Find the string "summaries" in the data, and copy out each line that has it.

(Stored items from a collection)
-------

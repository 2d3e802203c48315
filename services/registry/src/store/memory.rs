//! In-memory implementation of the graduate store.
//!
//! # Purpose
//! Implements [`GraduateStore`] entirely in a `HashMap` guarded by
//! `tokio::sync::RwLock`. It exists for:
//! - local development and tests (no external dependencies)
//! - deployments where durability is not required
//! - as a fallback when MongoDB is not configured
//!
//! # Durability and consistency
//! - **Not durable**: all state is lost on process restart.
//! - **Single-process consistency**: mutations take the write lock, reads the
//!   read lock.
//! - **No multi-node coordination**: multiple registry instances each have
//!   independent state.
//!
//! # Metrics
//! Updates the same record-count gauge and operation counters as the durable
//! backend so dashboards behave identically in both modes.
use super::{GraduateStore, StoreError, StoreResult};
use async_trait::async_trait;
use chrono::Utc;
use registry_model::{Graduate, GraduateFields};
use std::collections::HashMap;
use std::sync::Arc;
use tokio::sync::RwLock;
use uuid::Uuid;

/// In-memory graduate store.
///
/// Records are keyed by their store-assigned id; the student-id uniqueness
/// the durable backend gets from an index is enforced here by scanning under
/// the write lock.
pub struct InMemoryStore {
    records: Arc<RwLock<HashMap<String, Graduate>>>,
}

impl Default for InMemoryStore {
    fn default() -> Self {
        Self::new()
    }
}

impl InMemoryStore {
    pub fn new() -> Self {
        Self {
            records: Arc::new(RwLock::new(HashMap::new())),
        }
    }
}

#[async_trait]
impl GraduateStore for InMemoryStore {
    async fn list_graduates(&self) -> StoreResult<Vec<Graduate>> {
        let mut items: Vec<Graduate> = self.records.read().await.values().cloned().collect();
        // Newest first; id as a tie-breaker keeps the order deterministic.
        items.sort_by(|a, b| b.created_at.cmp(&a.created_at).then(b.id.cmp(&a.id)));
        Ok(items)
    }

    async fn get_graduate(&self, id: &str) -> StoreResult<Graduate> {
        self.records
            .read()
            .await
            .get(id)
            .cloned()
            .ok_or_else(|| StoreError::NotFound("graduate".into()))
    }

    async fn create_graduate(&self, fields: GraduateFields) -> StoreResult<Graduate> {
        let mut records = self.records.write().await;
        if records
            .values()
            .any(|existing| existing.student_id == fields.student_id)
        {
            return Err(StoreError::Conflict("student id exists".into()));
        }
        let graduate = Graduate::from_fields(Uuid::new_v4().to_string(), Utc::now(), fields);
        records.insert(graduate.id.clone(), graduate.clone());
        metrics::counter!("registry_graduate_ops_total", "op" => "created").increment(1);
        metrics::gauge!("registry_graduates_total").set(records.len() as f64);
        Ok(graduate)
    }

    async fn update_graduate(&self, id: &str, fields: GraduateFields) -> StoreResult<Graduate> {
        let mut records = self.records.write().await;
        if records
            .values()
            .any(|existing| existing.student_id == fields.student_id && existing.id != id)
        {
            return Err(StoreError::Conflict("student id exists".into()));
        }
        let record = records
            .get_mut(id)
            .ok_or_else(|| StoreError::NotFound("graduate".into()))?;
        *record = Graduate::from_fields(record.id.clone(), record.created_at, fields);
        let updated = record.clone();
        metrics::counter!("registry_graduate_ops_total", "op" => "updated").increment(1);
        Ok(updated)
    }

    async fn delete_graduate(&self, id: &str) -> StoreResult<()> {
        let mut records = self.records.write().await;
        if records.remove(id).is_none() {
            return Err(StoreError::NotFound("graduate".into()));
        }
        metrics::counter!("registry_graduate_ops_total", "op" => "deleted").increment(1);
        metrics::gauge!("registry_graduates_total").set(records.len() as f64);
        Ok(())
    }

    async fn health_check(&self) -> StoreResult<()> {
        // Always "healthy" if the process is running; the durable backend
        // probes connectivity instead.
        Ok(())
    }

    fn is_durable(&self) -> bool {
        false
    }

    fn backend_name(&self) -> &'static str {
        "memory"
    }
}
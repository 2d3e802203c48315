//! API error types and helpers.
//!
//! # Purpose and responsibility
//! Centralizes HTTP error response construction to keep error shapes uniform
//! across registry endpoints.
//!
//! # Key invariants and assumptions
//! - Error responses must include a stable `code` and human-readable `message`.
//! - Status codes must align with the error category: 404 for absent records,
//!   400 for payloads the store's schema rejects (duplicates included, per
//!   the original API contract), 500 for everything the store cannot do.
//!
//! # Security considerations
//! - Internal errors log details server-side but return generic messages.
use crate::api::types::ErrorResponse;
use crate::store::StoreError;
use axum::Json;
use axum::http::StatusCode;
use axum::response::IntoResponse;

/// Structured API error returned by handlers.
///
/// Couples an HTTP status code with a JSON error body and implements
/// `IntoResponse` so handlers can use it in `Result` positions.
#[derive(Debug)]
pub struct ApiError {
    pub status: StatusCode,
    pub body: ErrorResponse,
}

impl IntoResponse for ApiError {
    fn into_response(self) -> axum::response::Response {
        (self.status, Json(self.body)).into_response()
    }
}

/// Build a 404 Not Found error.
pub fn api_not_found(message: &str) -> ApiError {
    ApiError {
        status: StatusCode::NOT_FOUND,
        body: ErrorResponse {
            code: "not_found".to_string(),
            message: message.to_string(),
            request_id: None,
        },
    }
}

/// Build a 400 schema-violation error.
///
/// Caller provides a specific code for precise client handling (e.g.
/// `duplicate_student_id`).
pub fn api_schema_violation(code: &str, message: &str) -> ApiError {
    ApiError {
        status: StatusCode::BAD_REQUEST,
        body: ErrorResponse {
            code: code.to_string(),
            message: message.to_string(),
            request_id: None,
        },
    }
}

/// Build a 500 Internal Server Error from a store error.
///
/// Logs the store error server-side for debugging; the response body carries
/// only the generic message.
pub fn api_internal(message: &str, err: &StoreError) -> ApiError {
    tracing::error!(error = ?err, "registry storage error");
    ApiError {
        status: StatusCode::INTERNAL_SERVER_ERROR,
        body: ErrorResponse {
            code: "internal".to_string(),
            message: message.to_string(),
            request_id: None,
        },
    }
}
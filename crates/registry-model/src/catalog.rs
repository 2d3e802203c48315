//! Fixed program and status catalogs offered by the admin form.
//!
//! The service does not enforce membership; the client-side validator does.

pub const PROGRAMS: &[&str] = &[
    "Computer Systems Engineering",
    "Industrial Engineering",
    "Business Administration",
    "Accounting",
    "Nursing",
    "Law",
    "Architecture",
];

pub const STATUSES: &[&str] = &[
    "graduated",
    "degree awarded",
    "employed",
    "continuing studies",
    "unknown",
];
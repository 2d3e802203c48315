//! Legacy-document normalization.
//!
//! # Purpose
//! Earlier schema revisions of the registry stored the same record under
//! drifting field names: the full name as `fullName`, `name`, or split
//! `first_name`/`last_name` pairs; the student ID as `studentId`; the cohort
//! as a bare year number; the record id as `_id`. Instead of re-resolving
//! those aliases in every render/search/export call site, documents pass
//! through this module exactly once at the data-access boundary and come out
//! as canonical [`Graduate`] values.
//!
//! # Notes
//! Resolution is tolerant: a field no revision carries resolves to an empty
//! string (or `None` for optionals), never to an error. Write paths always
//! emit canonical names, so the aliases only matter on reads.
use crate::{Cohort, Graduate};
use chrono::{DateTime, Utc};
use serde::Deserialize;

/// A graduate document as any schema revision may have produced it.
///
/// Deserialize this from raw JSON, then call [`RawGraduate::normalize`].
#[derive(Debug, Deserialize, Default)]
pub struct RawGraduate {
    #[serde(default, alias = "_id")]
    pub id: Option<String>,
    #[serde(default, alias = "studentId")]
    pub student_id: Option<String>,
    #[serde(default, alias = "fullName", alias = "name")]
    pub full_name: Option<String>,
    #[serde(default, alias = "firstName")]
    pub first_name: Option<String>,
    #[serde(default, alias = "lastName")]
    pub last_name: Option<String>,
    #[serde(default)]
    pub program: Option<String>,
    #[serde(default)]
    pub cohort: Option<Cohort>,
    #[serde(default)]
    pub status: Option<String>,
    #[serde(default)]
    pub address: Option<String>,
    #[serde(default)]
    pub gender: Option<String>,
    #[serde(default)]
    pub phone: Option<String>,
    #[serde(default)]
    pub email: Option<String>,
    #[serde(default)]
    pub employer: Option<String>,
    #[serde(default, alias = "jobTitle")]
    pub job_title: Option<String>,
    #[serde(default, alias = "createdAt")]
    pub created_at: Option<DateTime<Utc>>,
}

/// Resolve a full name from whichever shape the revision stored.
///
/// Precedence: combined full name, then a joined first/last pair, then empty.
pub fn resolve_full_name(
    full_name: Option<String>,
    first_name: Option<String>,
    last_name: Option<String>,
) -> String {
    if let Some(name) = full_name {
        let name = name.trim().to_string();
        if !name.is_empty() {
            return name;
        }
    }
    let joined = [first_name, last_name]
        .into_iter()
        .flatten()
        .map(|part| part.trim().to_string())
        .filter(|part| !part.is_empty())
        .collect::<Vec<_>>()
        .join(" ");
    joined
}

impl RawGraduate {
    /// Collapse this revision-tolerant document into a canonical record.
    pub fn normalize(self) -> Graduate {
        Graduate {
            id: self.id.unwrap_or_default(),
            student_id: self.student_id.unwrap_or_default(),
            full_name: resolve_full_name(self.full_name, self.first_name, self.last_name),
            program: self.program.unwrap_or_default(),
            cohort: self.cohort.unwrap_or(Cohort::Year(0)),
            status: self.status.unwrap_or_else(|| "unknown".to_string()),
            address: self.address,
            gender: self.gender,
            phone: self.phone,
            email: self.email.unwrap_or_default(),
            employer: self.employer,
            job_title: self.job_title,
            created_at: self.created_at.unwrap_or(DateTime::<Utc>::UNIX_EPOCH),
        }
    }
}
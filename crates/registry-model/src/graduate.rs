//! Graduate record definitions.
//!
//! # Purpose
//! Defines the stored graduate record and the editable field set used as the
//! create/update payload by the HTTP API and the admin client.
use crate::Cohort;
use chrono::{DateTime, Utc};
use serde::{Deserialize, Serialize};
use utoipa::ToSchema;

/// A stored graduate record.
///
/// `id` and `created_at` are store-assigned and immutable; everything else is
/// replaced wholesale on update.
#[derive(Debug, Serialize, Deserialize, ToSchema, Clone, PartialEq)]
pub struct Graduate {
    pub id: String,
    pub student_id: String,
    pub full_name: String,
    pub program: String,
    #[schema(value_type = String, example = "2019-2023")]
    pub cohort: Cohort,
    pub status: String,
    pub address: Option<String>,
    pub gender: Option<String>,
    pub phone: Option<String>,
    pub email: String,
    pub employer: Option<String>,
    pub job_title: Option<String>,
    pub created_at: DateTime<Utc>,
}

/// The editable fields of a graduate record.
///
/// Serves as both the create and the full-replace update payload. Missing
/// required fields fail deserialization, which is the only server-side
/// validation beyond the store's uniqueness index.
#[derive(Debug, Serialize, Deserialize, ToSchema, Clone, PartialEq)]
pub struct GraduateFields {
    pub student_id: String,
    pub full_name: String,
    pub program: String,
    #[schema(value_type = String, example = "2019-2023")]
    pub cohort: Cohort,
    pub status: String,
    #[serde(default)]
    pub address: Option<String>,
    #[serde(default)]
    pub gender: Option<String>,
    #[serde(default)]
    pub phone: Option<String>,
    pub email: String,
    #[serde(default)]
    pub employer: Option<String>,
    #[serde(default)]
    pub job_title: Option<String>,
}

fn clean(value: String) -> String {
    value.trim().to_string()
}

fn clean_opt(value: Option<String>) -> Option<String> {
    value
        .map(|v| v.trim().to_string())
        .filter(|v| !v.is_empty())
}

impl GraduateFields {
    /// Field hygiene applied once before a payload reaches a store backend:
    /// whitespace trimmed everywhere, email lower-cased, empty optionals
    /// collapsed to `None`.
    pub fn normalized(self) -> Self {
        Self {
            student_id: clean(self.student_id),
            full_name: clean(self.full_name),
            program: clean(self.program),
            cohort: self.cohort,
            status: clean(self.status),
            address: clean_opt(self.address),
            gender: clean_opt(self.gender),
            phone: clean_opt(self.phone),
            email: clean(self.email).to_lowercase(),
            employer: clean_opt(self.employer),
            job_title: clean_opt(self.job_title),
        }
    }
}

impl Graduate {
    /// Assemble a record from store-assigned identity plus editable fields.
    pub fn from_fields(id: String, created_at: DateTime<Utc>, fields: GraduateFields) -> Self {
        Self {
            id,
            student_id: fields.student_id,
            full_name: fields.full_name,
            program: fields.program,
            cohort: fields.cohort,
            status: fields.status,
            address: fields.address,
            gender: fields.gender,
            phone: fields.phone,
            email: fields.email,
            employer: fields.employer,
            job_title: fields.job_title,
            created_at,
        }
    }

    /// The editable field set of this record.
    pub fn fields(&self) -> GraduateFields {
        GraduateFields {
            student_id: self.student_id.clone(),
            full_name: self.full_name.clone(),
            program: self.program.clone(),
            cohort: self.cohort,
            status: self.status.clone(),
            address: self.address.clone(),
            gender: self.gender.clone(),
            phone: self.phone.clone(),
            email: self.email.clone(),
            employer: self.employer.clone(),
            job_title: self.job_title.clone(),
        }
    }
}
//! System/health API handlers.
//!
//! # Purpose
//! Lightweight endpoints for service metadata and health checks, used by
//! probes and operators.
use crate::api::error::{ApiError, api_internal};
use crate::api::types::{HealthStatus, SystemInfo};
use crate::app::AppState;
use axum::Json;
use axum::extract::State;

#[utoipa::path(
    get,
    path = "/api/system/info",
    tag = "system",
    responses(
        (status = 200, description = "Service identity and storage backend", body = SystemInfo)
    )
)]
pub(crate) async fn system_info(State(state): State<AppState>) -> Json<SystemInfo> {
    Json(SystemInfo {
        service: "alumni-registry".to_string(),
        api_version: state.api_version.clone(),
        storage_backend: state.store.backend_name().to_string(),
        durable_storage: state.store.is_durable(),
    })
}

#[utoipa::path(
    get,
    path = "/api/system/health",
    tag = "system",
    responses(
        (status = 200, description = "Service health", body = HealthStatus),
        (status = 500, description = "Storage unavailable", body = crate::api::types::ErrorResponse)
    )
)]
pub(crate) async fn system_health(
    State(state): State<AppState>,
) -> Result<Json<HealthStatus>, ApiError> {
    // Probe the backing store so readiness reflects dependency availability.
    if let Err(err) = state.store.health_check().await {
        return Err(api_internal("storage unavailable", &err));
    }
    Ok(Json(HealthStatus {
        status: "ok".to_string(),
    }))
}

-------

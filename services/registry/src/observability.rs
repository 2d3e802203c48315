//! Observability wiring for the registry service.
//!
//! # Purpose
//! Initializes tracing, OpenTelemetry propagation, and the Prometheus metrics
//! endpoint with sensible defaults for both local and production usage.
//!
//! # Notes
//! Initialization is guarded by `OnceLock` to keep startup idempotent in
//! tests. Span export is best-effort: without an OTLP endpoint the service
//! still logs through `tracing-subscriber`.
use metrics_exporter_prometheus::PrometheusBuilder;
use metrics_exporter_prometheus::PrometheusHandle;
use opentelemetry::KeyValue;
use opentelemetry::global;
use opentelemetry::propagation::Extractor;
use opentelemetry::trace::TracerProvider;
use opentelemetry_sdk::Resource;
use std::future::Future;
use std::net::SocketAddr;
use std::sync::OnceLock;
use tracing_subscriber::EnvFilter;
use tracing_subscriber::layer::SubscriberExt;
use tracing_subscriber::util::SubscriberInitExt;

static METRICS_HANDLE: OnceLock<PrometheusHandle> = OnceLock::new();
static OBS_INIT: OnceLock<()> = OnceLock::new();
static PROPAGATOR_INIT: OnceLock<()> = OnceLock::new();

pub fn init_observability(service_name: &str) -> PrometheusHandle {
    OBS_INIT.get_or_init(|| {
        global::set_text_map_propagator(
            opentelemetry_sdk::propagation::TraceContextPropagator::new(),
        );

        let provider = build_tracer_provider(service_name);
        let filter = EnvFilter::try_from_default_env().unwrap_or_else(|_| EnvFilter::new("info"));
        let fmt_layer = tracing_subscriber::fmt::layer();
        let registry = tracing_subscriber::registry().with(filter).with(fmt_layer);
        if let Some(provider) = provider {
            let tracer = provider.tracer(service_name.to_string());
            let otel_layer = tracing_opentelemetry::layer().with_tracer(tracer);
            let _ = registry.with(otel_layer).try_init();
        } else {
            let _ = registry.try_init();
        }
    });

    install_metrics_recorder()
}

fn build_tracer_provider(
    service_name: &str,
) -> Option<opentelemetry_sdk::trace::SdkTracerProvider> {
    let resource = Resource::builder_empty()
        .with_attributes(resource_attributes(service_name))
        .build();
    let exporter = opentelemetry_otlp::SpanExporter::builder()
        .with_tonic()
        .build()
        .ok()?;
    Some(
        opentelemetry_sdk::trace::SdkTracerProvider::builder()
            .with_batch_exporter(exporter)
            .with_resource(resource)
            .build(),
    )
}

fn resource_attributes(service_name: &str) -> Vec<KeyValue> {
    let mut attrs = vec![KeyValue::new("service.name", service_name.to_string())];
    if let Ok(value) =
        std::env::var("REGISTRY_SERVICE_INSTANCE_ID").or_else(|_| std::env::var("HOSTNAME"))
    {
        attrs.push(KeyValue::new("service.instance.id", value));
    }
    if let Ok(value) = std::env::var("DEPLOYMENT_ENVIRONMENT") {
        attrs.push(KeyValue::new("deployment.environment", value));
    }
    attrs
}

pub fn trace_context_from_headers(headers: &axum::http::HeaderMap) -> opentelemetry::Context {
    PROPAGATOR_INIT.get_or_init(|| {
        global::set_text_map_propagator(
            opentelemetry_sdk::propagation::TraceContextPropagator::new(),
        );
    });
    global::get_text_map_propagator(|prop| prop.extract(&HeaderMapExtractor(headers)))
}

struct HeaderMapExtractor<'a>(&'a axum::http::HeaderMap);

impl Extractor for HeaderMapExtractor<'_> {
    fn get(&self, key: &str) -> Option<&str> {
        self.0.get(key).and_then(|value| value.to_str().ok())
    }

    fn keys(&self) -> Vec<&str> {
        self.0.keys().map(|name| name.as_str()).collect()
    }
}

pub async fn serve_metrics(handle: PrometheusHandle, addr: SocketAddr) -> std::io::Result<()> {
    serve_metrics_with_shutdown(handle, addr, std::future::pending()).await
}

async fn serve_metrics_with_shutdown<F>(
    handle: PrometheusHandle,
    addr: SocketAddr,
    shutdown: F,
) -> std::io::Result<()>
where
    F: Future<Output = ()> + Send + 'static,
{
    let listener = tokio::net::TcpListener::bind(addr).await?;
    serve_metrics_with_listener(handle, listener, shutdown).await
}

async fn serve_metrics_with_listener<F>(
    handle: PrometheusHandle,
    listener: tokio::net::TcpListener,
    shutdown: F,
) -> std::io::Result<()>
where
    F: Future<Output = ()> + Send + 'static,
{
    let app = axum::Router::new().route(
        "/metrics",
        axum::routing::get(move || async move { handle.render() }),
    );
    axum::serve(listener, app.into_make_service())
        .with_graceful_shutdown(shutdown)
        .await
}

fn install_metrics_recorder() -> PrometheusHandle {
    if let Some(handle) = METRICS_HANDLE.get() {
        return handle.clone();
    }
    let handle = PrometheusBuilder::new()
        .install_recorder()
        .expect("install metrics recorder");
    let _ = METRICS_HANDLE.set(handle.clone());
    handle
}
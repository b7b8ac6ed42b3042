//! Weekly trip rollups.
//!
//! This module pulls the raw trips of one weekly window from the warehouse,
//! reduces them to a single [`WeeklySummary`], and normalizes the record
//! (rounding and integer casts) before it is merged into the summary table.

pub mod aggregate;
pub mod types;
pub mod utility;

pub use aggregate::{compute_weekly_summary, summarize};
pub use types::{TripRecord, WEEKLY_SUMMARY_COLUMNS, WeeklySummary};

-------

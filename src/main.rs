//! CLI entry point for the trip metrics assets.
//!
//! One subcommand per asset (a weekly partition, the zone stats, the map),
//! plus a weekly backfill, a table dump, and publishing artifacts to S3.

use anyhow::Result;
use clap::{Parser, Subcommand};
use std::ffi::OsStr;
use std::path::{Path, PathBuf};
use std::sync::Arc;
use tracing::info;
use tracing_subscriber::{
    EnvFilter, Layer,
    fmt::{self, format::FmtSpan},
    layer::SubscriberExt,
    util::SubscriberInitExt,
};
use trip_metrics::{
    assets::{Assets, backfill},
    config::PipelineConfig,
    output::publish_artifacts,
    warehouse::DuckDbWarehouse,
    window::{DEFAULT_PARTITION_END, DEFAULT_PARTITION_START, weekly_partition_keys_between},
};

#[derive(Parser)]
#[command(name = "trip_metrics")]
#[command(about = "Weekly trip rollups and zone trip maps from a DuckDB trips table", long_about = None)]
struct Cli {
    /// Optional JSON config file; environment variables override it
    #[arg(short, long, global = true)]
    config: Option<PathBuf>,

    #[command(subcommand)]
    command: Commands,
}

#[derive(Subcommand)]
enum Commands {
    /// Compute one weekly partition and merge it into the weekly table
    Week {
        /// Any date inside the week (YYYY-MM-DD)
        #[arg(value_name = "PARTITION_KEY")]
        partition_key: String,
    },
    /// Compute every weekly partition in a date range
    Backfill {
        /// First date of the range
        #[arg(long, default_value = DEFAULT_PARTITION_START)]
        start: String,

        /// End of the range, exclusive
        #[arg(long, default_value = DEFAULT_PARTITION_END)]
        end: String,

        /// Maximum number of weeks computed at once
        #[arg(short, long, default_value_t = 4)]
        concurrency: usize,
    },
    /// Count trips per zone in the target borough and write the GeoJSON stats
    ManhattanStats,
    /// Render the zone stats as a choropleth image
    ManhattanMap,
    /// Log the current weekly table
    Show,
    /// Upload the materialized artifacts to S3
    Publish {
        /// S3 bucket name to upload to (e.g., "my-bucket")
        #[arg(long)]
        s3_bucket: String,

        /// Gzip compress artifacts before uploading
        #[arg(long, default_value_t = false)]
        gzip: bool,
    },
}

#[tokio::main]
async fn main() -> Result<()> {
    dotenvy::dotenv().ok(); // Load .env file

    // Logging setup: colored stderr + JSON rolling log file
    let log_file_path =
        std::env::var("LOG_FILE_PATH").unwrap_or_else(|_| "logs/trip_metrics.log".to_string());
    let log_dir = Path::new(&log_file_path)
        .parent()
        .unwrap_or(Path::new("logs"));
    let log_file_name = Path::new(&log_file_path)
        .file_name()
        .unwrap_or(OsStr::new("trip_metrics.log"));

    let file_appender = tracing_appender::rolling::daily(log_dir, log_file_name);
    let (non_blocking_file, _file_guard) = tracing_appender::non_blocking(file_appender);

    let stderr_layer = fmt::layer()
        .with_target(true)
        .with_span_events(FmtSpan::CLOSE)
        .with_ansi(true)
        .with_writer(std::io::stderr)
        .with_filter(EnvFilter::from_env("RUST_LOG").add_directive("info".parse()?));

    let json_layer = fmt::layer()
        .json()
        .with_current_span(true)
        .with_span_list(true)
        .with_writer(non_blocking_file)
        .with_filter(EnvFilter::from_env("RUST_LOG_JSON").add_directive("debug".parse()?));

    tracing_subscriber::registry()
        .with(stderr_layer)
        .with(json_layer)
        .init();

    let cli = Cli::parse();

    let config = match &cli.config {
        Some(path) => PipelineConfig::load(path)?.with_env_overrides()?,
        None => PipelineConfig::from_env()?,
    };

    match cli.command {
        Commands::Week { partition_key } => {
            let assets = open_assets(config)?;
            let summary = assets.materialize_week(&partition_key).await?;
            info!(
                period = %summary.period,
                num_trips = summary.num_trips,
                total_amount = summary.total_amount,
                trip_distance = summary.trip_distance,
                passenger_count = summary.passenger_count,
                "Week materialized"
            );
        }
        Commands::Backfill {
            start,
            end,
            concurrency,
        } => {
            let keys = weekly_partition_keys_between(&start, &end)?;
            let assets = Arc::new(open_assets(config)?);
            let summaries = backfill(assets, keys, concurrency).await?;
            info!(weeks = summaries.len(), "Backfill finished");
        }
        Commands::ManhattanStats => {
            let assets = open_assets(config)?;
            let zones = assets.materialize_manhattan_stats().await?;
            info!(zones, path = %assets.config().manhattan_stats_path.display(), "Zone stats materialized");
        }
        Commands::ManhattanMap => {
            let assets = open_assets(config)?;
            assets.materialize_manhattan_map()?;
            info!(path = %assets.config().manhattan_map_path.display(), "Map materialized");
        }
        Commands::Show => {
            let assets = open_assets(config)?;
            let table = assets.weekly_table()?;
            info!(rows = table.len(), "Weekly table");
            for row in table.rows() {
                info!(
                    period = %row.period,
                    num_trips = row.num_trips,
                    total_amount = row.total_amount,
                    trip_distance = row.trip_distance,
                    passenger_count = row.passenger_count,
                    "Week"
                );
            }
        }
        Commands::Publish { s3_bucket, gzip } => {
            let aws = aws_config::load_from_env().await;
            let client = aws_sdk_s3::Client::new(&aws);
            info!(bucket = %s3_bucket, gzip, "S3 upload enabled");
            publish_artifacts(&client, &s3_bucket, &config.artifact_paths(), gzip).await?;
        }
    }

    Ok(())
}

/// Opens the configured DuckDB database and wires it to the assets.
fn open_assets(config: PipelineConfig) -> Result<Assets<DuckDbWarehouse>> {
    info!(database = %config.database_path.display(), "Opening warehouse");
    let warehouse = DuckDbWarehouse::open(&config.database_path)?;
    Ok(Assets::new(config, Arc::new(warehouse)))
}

-------

- **SOLUTION**
            let summaries = backfill(assets, keys, concurrency).await?;
            info!(weeks = summaries.len(), "Backfill finished");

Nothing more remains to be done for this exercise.